# [The data]
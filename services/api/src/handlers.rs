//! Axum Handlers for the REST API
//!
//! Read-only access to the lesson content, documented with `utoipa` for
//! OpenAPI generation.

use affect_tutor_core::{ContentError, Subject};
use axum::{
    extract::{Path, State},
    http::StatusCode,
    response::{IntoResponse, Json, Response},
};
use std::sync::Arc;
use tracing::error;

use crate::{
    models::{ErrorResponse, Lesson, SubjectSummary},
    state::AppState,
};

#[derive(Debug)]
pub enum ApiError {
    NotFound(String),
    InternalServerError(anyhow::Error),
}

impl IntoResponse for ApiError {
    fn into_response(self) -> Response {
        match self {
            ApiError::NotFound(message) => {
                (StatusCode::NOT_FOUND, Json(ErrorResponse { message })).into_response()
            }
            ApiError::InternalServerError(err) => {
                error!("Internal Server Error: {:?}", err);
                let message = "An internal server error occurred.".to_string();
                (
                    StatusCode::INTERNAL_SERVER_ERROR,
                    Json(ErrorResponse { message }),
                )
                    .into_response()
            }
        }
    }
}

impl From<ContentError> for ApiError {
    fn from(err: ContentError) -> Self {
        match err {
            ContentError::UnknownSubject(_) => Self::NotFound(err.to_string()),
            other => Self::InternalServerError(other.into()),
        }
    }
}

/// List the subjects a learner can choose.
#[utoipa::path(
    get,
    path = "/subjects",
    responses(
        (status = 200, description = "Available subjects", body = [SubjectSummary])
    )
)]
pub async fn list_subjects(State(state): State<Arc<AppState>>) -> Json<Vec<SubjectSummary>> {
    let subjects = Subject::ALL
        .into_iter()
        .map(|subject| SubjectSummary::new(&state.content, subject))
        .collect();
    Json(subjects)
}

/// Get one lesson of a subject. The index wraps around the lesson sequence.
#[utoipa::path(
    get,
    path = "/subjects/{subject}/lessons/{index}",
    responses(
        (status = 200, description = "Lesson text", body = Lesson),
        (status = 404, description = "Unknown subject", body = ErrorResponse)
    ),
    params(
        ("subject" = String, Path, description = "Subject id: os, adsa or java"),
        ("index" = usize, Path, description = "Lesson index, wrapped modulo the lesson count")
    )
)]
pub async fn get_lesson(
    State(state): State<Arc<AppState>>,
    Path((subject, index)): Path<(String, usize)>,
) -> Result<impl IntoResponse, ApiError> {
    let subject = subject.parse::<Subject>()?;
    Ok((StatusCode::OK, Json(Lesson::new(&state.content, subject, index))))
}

# [What to do]
From the line that contains "let subject = subject.parse::<Subject>()?;" to the last line of the material above, repeat every line exactly, keeping both the first and the last.

# [Answer for this exercise]
    let subject = subject.parse::<Subject>()?;
    Ok((StatusCode::OK, Json(Lesson::new(&state.content, subject, index))))
}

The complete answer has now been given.